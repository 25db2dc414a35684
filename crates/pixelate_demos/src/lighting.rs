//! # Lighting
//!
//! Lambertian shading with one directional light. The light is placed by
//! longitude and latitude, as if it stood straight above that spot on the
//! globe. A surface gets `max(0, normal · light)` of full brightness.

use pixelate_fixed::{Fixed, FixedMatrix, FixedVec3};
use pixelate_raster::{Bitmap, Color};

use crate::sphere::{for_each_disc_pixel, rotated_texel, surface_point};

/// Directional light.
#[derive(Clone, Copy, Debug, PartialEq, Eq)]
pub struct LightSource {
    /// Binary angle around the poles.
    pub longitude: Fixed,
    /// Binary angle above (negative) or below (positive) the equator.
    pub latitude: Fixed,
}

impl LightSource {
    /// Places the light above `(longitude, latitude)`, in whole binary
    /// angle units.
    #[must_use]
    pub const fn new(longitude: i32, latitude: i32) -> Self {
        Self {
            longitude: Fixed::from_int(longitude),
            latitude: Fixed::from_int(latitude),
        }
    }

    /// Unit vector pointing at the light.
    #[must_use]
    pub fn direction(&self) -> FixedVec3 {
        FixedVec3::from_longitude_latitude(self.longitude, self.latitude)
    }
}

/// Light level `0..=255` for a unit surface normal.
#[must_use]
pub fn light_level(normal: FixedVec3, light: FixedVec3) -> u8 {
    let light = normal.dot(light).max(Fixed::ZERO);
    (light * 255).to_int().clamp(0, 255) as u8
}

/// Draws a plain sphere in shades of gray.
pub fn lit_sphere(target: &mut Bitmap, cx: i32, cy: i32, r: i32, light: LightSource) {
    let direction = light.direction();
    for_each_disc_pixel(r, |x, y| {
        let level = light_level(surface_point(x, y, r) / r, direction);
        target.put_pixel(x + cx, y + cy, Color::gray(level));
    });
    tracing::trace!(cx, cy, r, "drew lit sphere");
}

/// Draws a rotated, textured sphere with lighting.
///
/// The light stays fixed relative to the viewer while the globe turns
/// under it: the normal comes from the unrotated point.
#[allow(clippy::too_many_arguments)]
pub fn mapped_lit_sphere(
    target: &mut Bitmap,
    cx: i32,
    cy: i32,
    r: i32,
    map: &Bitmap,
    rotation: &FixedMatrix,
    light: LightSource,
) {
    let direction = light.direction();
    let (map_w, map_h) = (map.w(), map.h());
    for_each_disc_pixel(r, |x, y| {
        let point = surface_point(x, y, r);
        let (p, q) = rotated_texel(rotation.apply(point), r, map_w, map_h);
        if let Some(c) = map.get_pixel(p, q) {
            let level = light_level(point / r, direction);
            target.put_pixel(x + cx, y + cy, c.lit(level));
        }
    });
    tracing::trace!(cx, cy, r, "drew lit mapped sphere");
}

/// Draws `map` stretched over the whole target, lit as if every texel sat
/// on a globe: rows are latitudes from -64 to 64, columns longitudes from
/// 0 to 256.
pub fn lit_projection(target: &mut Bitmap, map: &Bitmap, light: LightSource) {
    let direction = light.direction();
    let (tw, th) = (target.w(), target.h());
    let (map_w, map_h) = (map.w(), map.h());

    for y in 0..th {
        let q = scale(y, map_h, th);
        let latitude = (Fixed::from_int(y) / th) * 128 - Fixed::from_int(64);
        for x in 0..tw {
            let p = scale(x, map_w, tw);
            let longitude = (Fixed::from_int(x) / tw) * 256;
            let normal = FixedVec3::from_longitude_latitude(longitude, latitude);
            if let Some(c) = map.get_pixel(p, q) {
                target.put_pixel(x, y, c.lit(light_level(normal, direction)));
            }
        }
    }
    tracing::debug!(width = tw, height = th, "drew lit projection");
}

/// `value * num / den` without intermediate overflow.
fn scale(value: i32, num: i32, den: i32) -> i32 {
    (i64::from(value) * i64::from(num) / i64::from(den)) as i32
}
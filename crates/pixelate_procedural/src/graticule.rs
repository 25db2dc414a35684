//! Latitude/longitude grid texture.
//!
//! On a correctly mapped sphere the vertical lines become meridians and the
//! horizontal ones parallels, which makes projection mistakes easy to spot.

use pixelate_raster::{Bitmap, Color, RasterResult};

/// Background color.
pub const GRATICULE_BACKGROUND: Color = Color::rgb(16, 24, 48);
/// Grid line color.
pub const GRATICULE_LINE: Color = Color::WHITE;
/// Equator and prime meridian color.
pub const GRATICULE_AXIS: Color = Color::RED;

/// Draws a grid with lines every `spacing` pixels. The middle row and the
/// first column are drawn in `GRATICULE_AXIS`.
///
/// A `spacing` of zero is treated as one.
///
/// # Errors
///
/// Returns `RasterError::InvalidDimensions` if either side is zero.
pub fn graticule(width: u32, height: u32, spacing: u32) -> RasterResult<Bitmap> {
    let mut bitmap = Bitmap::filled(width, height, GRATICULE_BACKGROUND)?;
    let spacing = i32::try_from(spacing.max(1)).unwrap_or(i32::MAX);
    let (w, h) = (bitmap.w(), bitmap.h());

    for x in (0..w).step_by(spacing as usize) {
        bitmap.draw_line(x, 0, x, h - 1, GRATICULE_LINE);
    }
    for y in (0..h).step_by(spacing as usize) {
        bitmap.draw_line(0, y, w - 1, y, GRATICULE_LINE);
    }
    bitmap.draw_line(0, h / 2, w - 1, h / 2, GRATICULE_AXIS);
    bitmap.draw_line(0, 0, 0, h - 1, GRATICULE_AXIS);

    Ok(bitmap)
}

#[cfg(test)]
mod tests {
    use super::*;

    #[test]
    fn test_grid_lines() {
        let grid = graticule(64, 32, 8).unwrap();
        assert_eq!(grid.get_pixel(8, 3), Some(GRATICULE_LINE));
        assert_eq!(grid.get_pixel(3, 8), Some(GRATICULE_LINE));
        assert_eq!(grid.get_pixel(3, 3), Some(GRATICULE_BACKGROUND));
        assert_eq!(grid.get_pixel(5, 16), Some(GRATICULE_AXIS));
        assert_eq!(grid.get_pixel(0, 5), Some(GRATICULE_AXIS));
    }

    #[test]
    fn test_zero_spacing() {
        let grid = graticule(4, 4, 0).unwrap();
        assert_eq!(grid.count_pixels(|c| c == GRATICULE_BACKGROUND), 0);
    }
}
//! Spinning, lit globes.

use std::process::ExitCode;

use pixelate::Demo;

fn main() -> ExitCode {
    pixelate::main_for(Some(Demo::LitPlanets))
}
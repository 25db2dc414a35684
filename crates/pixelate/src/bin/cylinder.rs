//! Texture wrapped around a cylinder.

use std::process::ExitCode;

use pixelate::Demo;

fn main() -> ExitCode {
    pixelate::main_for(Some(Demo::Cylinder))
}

----------------

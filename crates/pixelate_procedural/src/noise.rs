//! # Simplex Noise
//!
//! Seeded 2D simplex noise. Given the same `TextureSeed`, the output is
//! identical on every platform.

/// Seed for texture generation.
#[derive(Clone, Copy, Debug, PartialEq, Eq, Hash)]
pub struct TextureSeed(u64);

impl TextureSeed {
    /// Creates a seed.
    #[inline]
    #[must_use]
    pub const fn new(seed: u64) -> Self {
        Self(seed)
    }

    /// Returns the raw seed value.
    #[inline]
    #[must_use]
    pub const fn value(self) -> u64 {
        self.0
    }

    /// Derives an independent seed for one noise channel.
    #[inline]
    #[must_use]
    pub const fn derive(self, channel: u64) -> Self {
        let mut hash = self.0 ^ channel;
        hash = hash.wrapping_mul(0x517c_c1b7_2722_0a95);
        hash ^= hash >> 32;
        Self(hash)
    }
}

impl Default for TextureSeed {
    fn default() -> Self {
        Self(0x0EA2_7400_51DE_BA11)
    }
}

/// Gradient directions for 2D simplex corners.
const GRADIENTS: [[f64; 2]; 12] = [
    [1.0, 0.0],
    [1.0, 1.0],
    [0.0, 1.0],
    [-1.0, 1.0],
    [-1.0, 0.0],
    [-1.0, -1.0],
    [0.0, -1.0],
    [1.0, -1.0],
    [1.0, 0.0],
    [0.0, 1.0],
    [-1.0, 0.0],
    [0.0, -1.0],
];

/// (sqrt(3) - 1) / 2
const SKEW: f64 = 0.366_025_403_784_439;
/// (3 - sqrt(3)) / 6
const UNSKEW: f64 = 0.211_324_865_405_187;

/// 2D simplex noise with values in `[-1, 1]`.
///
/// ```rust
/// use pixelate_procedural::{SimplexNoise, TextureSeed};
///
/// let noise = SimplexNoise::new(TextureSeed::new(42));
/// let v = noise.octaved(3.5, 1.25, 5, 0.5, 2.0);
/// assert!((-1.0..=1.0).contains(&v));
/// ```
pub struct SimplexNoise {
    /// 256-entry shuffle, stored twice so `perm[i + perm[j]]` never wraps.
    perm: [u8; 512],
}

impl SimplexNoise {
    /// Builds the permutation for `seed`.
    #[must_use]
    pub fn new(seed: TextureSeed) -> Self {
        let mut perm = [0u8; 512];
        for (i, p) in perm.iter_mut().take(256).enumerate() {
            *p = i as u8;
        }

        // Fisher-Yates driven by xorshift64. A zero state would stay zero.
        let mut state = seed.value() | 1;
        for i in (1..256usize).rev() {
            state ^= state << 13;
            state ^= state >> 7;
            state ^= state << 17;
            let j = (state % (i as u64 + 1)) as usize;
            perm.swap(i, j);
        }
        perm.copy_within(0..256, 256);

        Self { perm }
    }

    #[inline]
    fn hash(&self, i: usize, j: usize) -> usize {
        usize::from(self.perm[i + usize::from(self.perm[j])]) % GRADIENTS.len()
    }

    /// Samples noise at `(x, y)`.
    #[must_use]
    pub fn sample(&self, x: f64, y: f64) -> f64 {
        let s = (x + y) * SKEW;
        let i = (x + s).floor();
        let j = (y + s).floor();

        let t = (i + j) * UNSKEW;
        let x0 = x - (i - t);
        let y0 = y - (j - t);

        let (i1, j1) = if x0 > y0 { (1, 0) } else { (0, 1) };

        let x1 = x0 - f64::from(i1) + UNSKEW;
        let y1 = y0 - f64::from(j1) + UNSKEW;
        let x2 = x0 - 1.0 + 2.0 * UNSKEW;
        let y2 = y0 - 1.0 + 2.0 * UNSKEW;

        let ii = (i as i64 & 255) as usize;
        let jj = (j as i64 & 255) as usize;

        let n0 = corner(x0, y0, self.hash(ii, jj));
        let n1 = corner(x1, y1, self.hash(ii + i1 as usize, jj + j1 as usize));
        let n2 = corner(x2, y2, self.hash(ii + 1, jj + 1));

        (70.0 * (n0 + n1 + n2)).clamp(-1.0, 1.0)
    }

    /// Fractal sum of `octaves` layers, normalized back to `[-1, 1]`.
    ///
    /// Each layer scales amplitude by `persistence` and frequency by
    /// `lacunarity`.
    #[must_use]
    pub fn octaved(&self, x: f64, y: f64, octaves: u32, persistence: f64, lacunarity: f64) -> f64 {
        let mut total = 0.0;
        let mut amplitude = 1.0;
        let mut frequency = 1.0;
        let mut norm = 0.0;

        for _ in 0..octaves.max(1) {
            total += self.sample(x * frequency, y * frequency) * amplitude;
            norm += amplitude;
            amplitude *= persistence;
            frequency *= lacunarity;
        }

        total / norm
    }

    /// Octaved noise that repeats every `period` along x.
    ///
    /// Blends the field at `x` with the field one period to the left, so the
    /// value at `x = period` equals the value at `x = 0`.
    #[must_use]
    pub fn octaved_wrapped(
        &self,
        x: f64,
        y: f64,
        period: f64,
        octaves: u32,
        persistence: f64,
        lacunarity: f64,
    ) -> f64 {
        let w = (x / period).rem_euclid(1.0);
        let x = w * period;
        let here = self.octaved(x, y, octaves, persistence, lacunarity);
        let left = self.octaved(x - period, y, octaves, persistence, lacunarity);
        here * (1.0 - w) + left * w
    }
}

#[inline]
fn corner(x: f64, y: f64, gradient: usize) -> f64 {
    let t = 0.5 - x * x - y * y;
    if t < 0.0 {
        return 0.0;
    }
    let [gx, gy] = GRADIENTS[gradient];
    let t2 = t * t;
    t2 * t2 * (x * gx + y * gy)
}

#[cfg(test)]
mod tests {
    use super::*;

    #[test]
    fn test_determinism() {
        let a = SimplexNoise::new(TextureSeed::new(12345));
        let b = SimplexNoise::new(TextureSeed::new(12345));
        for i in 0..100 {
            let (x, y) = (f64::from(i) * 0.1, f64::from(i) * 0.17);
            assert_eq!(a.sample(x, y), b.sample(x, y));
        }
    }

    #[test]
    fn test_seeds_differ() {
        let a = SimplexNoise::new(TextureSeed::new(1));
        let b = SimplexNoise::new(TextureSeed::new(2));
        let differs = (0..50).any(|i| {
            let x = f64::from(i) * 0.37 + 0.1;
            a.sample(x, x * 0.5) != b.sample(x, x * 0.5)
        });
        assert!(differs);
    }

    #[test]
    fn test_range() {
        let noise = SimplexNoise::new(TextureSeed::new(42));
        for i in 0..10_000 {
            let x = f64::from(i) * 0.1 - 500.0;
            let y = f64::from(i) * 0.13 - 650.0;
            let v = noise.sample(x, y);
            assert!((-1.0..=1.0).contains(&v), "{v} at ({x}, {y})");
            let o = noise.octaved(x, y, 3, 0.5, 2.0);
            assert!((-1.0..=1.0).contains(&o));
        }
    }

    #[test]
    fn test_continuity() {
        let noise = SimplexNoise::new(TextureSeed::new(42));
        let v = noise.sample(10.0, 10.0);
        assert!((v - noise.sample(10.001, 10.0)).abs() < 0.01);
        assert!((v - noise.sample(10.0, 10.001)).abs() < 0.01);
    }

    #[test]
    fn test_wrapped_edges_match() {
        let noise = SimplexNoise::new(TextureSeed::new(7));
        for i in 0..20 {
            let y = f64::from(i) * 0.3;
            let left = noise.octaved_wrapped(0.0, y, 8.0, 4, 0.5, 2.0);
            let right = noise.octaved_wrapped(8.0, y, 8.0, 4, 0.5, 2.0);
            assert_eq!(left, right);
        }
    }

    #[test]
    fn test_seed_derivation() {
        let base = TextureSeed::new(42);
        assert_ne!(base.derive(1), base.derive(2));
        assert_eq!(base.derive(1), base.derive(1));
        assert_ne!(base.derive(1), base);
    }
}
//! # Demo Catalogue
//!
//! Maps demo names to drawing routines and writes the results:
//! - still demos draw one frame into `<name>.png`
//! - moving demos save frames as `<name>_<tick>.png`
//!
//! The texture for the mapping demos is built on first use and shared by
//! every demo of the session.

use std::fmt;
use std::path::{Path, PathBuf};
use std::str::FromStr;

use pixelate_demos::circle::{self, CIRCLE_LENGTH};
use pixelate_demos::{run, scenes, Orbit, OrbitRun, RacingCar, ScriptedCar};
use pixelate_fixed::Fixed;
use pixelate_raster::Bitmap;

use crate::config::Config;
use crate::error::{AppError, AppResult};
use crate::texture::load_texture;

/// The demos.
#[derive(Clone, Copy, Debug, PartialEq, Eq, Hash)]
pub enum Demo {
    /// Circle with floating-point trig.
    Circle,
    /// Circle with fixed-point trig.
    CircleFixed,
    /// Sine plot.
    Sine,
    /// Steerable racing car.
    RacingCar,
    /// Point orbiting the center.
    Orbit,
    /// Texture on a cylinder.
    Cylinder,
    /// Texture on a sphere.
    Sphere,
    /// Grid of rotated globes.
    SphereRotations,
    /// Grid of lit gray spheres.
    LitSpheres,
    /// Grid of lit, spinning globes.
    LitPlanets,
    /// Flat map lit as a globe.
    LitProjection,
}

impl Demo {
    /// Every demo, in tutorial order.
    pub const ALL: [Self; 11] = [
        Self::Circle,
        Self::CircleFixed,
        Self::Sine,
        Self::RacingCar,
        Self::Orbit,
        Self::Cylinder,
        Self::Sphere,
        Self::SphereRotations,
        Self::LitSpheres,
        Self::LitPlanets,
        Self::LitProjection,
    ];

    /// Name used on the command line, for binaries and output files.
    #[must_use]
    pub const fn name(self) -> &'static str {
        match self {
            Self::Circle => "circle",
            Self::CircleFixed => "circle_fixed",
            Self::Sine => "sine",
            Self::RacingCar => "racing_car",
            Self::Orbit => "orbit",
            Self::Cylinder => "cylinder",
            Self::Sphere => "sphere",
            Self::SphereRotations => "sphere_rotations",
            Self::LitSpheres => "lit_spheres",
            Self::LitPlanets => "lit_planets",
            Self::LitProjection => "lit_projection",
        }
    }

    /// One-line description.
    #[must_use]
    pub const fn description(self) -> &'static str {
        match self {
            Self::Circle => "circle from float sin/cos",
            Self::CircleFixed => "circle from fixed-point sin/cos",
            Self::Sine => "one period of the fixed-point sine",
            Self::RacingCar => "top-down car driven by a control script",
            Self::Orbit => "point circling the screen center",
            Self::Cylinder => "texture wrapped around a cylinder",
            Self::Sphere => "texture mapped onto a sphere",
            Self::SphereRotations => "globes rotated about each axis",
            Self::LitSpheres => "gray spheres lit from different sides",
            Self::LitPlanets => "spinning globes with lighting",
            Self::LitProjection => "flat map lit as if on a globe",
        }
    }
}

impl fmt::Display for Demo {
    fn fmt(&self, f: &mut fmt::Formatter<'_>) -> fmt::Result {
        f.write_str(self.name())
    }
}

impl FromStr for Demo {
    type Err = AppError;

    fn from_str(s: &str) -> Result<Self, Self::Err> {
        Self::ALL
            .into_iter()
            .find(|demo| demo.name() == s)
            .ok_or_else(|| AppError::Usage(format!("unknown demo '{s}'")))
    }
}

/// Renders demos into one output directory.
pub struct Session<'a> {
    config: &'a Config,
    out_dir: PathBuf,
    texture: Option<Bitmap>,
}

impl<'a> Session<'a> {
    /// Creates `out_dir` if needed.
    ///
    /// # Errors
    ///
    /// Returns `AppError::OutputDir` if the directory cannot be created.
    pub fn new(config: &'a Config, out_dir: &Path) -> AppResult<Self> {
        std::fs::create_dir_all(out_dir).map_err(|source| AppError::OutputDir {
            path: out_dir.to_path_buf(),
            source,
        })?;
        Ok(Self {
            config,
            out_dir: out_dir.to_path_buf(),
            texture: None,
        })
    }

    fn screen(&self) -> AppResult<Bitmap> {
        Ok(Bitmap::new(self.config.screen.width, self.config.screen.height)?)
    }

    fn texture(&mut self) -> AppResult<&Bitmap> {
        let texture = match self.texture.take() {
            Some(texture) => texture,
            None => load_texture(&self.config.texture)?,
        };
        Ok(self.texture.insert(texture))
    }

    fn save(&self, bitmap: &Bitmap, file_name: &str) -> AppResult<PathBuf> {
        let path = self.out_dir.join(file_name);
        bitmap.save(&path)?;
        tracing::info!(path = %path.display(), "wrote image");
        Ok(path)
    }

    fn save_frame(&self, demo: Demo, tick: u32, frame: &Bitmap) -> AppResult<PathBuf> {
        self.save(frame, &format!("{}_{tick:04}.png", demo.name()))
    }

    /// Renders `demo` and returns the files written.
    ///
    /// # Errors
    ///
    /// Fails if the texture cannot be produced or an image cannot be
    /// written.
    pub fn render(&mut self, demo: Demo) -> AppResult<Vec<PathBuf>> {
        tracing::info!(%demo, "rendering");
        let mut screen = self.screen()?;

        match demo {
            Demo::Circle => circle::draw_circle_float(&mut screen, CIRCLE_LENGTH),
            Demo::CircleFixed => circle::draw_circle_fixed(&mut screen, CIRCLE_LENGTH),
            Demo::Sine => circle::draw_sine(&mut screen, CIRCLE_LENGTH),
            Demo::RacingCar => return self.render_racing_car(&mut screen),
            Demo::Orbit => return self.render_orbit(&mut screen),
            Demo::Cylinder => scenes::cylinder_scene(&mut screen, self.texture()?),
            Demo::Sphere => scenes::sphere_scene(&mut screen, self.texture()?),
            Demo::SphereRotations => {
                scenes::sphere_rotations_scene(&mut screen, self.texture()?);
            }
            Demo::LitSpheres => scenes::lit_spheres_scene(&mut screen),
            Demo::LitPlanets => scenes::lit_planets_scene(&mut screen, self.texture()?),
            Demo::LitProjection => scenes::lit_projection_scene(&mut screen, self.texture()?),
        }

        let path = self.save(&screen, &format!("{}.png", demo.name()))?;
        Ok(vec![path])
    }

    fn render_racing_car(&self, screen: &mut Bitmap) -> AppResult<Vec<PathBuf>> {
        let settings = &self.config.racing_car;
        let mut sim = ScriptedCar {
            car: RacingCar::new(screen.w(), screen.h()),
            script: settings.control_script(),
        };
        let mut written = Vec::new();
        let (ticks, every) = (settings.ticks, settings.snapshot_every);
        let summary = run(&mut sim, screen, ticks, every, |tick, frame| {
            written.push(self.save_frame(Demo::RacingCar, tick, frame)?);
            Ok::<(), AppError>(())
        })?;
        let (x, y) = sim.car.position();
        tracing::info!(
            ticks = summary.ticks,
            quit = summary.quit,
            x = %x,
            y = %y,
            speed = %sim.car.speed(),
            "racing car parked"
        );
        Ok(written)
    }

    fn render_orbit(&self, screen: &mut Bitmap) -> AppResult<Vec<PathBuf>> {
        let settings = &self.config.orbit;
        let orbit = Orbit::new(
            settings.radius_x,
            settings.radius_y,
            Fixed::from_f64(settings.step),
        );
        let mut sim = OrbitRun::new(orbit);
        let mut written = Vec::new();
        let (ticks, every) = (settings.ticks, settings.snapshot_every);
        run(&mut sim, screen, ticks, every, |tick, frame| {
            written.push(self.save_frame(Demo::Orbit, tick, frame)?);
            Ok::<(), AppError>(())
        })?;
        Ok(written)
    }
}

----------------

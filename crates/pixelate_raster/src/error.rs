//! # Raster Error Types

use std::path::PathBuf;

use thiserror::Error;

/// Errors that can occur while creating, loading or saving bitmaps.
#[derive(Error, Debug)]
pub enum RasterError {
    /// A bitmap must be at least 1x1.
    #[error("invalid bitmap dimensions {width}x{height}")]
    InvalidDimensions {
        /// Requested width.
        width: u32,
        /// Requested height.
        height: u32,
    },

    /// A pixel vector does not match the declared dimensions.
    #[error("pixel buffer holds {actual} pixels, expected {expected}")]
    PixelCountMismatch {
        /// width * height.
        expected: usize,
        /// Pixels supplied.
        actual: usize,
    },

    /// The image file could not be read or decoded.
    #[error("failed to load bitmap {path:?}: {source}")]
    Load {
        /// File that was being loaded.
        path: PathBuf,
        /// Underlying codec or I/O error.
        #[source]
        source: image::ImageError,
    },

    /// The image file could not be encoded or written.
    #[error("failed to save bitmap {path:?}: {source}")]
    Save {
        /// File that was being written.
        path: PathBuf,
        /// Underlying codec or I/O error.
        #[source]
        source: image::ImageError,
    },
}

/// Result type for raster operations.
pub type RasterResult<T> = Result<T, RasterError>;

----------------

◆ Task details
Throughout the records, the word "globes" shows up on certain lines. Report how many lines, with only the number.

◆ Exercise result
5